Où joue-t-on à la altinha ? Quelles modalités existent ? L’univers des possibilités apparaît sous nos yeux.

Plage x Street

Il existe une question qui traverse les générations : qui est venu en premier, l’œuf ou la poule ? Peut-être que nous ne connaîtrons jamais la réponse. Avec la altinha, une interrogation semblable m’accompagne : au fond, qui est venue en premier, la street ou la plage ?

On a l’habitude de dire que la altinha est née sur le sable d’Ipanema. J’aime cette histoire. Mais j’aime encore plus penser à ce qui s’est passé avant elle. Est-ce que c’est vraiment là que tout a commencé ? Ou est-ce que c’est seulement là que le jeu a commencé à être vu ?

Avant la plage, combien de ballons n’étaient-ils pas déjà maintenus en l’air dans les rues, sur les terrains vagues en terre, dans les arrière-cours, devant les usines ou dans les jeux d’enfants qui n’ont jamais imaginé qu’ils étaient en train de créer quelque chose ? Peut-être que personne n’appelait cela altinha. Peut-être que cela n’avait même pas besoin d’un nom.

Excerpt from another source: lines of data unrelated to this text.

use crate::hessian::value::{Call, Fault, Reply, ReplyBody, Value};
use crate::hessian::{HessianError, Result};

/// Maximum codepoints (strings) or bytes (binary) per wire chunk.
const CHUNK: usize = 65535;

/// Recursion ceiling guarding against cyclic value graphs. The encoder emits
/// no back-references, so a cycle would otherwise recurse forever.
const MAX_ENCODE_DEPTH: u32 = 128;

/// Encode a call envelope to Hessian 1.0.2 bytes.
pub fn encode_call(call: &Call) -> Result<Vec<u8>> {
	let mut out = Vec::new();
	out.extend_from_slice(b"c\x01\x00");

	for (key, value) in &call.headers {
		out.push(b'H');
		write_name(&mut out, "header key", key)?;
		write_value(&mut out, value, 0)?;
	}

	let mut method = call.method.clone();
	if call.overload {
		for arg in &call.args {
			method.push('_');
			method.push_str(&type_suffix(arg));
		}
	}
	out.push(b'm');
	write_name(&mut out, "method name", &method)?;

	for arg in &call.args {
		write_value(&mut out, arg, 0)?;
	}

	out.push(b'z');
	Ok(out)
}

/// Encode a reply envelope to Hessian 1.0.2 bytes.
pub fn encode_reply(reply: &Reply) -> Result<Vec<u8>> {
	let mut out = Vec::new();
	out.extend_from_slice(b"r\x01\x00");

	for (key, value) in &reply.headers {
		out.push(b'H');
		write_name(&mut out, "header key", key)?;
		write_value(&mut out, value, 0)?;
	}

	match &reply.body {
		ReplyBody::Value(value) => write_value(&mut out, value, 0)?,
		ReplyBody::Fault(fault) => write_fault(&mut out, fault)?,
	}

	out.push(b'z');
	Ok(out)
}

/// Encode a single protocol value to Hessian 1.0.2 bytes.
pub fn encode_value(value: &Value) -> Result<Vec<u8>> {
	let mut out = Vec::new();
	write_value(&mut out, value, 0)?;
	Ok(out)
}

fn write_value(out: &mut Vec<u8>, value: &Value, depth: u32) -> Result<()> {
	if depth > MAX_ENCODE_DEPTH {
		return Err(HessianError::EncodeDepthExceeded { max_depth: MAX_ENCODE_DEPTH });
	}

	match value {
		Value::Null => out.push(b'N'),
		Value::Bool(true) => out.push(b'T'),
		Value::Bool(false) => out.push(b'F'),
		Value::Int(v) => {
			out.push(b'I');
			out.extend_from_slice(&v.to_be_bytes());
		}
		Value::Long(v) => {
			out.push(b'L');
			out.extend_from_slice(&v.to_be_bytes());
		}
		Value::Double(v) => {
			out.push(b'D');
			out.extend_from_slice(&v.to_be_bytes());
		}
		Value::Date(millis) => {
			out.push(b'd');
			out.extend_from_slice(&millis.to_be_bytes());
		}
		Value::String(text) => write_string(out, text),
		Value::Binary(bytes) => write_binary(out, bytes),
		Value::List(list) => {
			let list = list.borrow();
			let declared = if list.fixed { list.elements.len() as i32 } else { -1 };
			out.push(b'V');
			out.push(b'l');
			out.extend_from_slice(&declared.to_be_bytes());
			for element in &list.elements {
				write_value(out, element, depth + 1)?;
			}
			out.push(b'z');
		}
		Value::Map(map) => {
			out.push(b'M');
			for (key, entry) in &map.borrow().entries {
				write_value(out, key, depth + 1)?;
				write_value(out, entry, depth + 1)?;
			}
			out.push(b'z');
		}
		Value::Object(object) => {
			let object = object.borrow();
			out.push(b'M');
			out.push(b't');
			write_name(out, "type name", &object.type_name)?;
			for (name, field) in &object.fields {
				write_string(out, name);
				write_value(out, field, depth + 1)?;
			}
			out.push(b'z');
		}
		Value::Remote(remote) => {
			out.push(b'r');
			out.push(b't');
			write_name(out, "type name", remote.type_name.as_deref().unwrap_or(""))?;
			write_string(out, &remote.url);
		}
	}

	Ok(())
}

fn write_fault(out: &mut Vec<u8>, fault: &Fault) -> Result<()> {
	out.push(b'f');
	write_string(out, "code");
	write_string(out, &fault.code);
	write_string(out, "message");
	write_string(out, &fault.message);
	if let Some(detail) = &fault.detail {
		write_string(out, "detail");
		write_value(out, detail, 0)?;
	}
	out.push(b'z');
	Ok(())
}

/// Write a string as chunked UTF-8. The 2-byte length field counts
/// codepoints, never encoded bytes; chunks split at 65535 codepoints.
fn write_string(out: &mut Vec<u8>, text: &str) {
	let mut rest = text;
	let mut count = rest.chars().count();

	while count > CHUNK {
		let split = rest.char_indices().nth(CHUNK).map(|(at, _)| at).unwrap_or(rest.len());
		let (head, tail) = rest.split_at(split);
		out.push(b's');
		out.extend_from_slice(&(CHUNK as u16).to_be_bytes());
		out.extend_from_slice(head.as_bytes());
		rest = tail;
		count -= CHUNK;
	}

	out.push(b'S');
	out.extend_from_slice(&(count as u16).to_be_bytes());
	out.extend_from_slice(rest.as_bytes());
}

/// Write a byte payload with the same chunking scheme as strings, except the
/// length counts raw bytes.
fn write_binary(out: &mut Vec<u8>, bytes: &[u8]) {
	let mut rest = bytes;

	while rest.len() > CHUNK {
		let (head, tail) = rest.split_at(CHUNK);
		out.push(b'b');
		out.extend_from_slice(&(CHUNK as u16).to_be_bytes());
		out.extend_from_slice(head);
		rest = tail;
	}

	out.push(b'B');
	out.extend_from_slice(&(rest.len() as u16).to_be_bytes());
	out.extend_from_slice(rest);
}

/// Write a u16-length-prefixed name in raw UTF-8 bytes.
fn write_name(out: &mut Vec<u8>, what: &'static str, name: &str) -> Result<()> {
	let bytes = name.as_bytes();
	if bytes.len() > CHUNK {
		return Err(HessianError::NameTooLong {
			what,
			len: bytes.len(),
		});
	}

	out.extend_from_slice(&(bytes.len() as u16).to_be_bytes());
	out.extend_from_slice(bytes);
	Ok(())
}

/// Wire-type tag appended to overloaded method names, one per argument.
/// Objects contribute the bare class name after the last `.` qualifier.
fn type_suffix(value: &Value) -> String {
	match value {
		Value::Object(object) => {
			let object = object.borrow();
			match object.type_name.rfind('.') {
				Some(at) => object.type_name[at + 1..].to_owned(),
				None => object.type_name.clone(),
			}
		}
		other => other.kind_name().to_owned(),
	}
}

#[cfg(test)]
mod tests {
	use super::{encode_call, encode_reply, encode_value};
	use crate::hessian::value::{Call, Fault, Reply, Value};

	#[test]
	fn scalar_markers_and_widths() {
		assert_eq!(encode_value(&Value::Null).expect("null encodes"), b"N");
		assert_eq!(encode_value(&Value::Bool(true)).expect("true encodes"), b"T");
		assert_eq!(encode_value(&Value::Bool(false)).expect("false encodes"), b"F");

		let int = encode_value(&Value::Int(0x7fff_ffff)).expect("int encodes");
		assert_eq!(int, [b'I', 0x7f, 0xff, 0xff, 0xff]);
		assert_eq!(int.len(), 5);

		let long = encode_value(&Value::Long(-0x8000_0001)).expect("long encodes");
		assert_eq!(long.len(), 9);
		assert_eq!(long[0], b'L');
		assert_eq!(&long[1..], (-0x8000_0001_i64).to_be_bytes());
	}

	#[test]
	fn double_is_big_endian_ieee754() {
		let encoded = encode_value(&Value::Double(65.536)).expect("double encodes");
		assert_eq!(encoded[0], b'D');
		assert_eq!(&encoded[1..], 65.536_f64.to_be_bytes());
	}

	#[test]
	fn date_is_millis_since_epoch() {
		let encoded = encode_value(&Value::Date(1_318_192_200_000)).expect("date encodes");
		assert_eq!(encoded[0], b'd');
		assert_eq!(&encoded[1..], 1_318_192_200_000_i64.to_be_bytes());
	}

	#[test]
	fn short_string_is_a_single_final_chunk() {
		let encoded = encode_value(&Value::String("hello".to_owned())).expect("string encodes");
		assert_eq!(encoded, b"S\x00\x05hello");
	}

	#[test]
	fn string_length_counts_codepoints_not_bytes() {
		let encoded = encode_value(&Value::String("\u{10348}".to_owned())).expect("string encodes");
		assert_eq!(encoded[0], b'S');
		assert_eq!(&encoded[1..3], [0x00, 0x01]);
		assert_eq!(encoded.len(), 3 + 4);
	}

	#[test]
	fn string_at_chunk_boundary_is_not_split() {
		let encoded = encode_value(&Value::String("x".repeat(65535))).expect("string encodes");
		assert_eq!(encoded[0], b'S');
		assert_eq!(&encoded[1..3], [0xff, 0xff]);
		assert_eq!(encoded.len(), 3 + 65535);
	}

	#[test]
	fn string_over_chunk_boundary_splits_once() {
		let encoded = encode_value(&Value::String("x".repeat(65536))).expect("string encodes");
		assert_eq!(encoded[0], b's');
		assert_eq!(&encoded[1..3], [0xff, 0xff]);
		let tail = &encoded[3 + 65535..];
		assert_eq!(tail, *b"S\x00\x01x");
	}

	#[test]
	fn binary_chunks_count_raw_bytes() {
		let encoded = encode_value(&Value::Binary(vec![0xAB; 70000])).expect("binary encodes");
		assert_eq!(encoded[0], b'b');
		assert_eq!(&encoded[1..3], [0xff, 0xff]);
		let tail = &encoded[3 + 65535..];
		assert_eq!(tail[0], b'B');
		assert_eq!(&tail[1..3], 4465_u16.to_be_bytes());
		assert_eq!(tail.len(), 3 + (70000 - 65535));
	}

	#[test]
	fn empty_variable_list_is_byte_exact() {
		let encoded = encode_value(&Value::list(Vec::new())).expect("list encodes");
		assert_eq!(encoded, b"Vl\xff\xff\xff\xffz");
	}

	#[test]
	fn fixed_list_declares_its_count() {
		let encoded = encode_value(&Value::fixed_list(vec![Value::Int(1), Value::Int(2)])).expect("list encodes");
		assert_eq!(&encoded[..6], *b"Vl\x00\x00\x00\x02");
		assert_eq!(*encoded.last().expect("terminator present"), b'z');
	}

	#[test]
	fn map_has_no_length_prefix() {
		let encoded = encode_value(&Value::map(vec![(Value::Int(1), Value::Bool(true))])).expect("map encodes");
		assert_eq!(encoded[0], b'M');
		assert_eq!(&encoded[1..6], [b'I', 0, 0, 0, 1]);
		assert_eq!(encoded[6], b'T');
		assert_eq!(encoded[7], b'z');
	}

	#[test]
	fn object_writes_full_type_name() {
		let value = Value::object("com.example.Widget", vec![("size".to_owned(), Value::Int(3))]);
		let encoded = encode_value(&value).expect("object encodes");
		assert_eq!(&encoded[..2], *b"Mt");
		assert_eq!(&encoded[2..4], 18_u16.to_be_bytes());
		assert_eq!(&encoded[4..22], *b"com.example.Widget");
		assert_eq!(&encoded[22..29], *b"S\x00\x04size");
	}

	#[test]
	fn call_envelope_frames_method_and_args() {
		let mut call = Call::new("add");
		call.args = vec![Value::Int(2), Value::Int(3)];
		let encoded = encode_call(&call).expect("call encodes");
		assert_eq!(&encoded[..3], *b"c\x01\x00");
		assert_eq!(&encoded[3..9], *b"m\x00\x03add");
		assert_eq!(*encoded.last().expect("terminator present"), b'z');
	}

	#[test]
	fn overload_appends_one_suffix_per_argument() {
		let mut call = Call::new("add");
		call.overload = true;
		call.args = vec![Value::Int(2), Value::Int(3)];
		let encoded = encode_call(&call).expect("call encodes");
		assert_eq!(&encoded[3..17], *b"m\x00\x0badd_int_int");
	}

	#[test]
	fn overload_object_suffix_uses_bare_class_name() {
		let mut call = Call::new("probe");
		call.overload = true;
		call.args = vec![Value::object("com.example.Widget", Vec::new())];
		let encoded = encode_call(&call).expect("call encodes");
		assert_eq!(&encoded[3..18], *b"m\x00\x0cprobe_Widget");
	}

	#[test]
	fn call_headers_are_length_prefixed() {
		let mut call = Call::new("ping");
		call.headers.push(("token".to_owned(), Value::Int(7)));
		let encoded = encode_call(&call).expect("call encodes");
		assert_eq!(&encoded[3..11], *b"H\x00\x05token");
		assert_eq!(&encoded[11..16], [b'I', 0, 0, 0, 7]);
	}

	#[test]
	fn fault_reply_frames_code_and_message() {
		let reply = Reply::fault(Fault {
			code: "ServiceException".to_owned(),
			message: "boom".to_owned(),
			detail: None,
		});
		let encoded = encode_reply(&reply).expect("reply encodes");
		assert_eq!(&encoded[..4], *b"r\x01\x00f");
		assert_eq!(&encoded[4..11], *b"S\x00\x04code");
		assert_eq!(&encoded[encoded.len() - 2..], *b"zz");
	}

	#[test]
	fn cyclic_list_fails_instead_of_overflowing() {
		let list = Value::list(Vec::new());
		if let Value::List(inner) = &list {
			inner.borrow_mut().elements.push(list.clone());
		}
		encode_value(&list).expect_err("cycle must be rejected");
	}
}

La culture populaire a cette habitude curieuse : elle apparaît avant d’être perçue. Elle grandit silencieusement, change de lieu, rencontre de nouveaux corps et de nouvelles façons d’exister. Lorsqu’elle reçoit enfin un nom, elle a peut-être déjà parcouru un chemin impossible à reconstruire entièrement.

Alors, qui est venue en premier ? La street ou la plage ? Peut-être que nous ne le saurons jamais. Et, sincèrement, ce n’est peut-être même pas la question la plus intéressante. Après tout, avant même qu’existent la plage ou la street, il existait peut-être déjà seulement le désir le plus simple de tous : garder un ballon en l’air, jouer et partager cet instant avec l’autre.

altinha de plage

Bien que la pratique consistant à garder le ballon en l’air soit bien antérieure à sa consolidation sur les plages de Rio, c’est dans cet environnement que la altinha a commencé à être reconnue comme une manifestation culturelle à part entière.

Selon le projet Rio Memórias, ce jeu faisait déjà partie du quotidien des rues, des portes d’usines et des terrains vagues de la ville depuis les années 1950. Cependant, ce n’est que dans les années 1980 qu’une nouvelle manière de jouer a commencé à gagner du terrain sur le sable d’Ipanema, surtout entre les postos 9 et 10. Cette variation incorporait le smash, se rapprochant de la dynamique du futevôlei et commençant à être connue sous le nom d’altinho. À partir de ce moment-là, la pratique a gagné une énorme visibilité, s’est répandue sur les plages de Rio puis dans diverses régions du Brésil.

Ce rapprochement avec le futevôlei n’est pas arrivé par hasard. En partageant le même espace et beaucoup des mêmes pratiquants, les deux modalités ont commencé à s’influencer mutuellement. La altinha de plage a incorporé une dynamique fondée sur la séquence passe, attaque et défense, rendant le jeu plus vertical, intense et collectif.

L’environnement lui-même renforce cette identité. Le sable réduit la stabilité des appuis, rend les déplacements rapides plus difficiles et favorise des constructions collectives qui aboutissent à des attaques aériennes. Contrairement au sol rigide, où le contrôle raffiné du ballon prend davantage d’importance, la plage stimule un jeu dans lequel la circulation du ballon entre les participants est une condition de la continuité de la roda.

Caractéristiques

  • Influence directe du futevôlei dans l’organisation du jeu.

  • Privilégie la dynamique de passe, attaque et défense.

  • On y utilise davantage de mouvements aériens.

  • Les smashes de la tête et les attaques puissantes font partie de l’identité de la pratique.

  • La roda cherche à maintenir l’intensité et la continuité.

  • Le collectif apparaît de manière très évidente, puisque chaque attaque dépend d’une bonne construction préalable.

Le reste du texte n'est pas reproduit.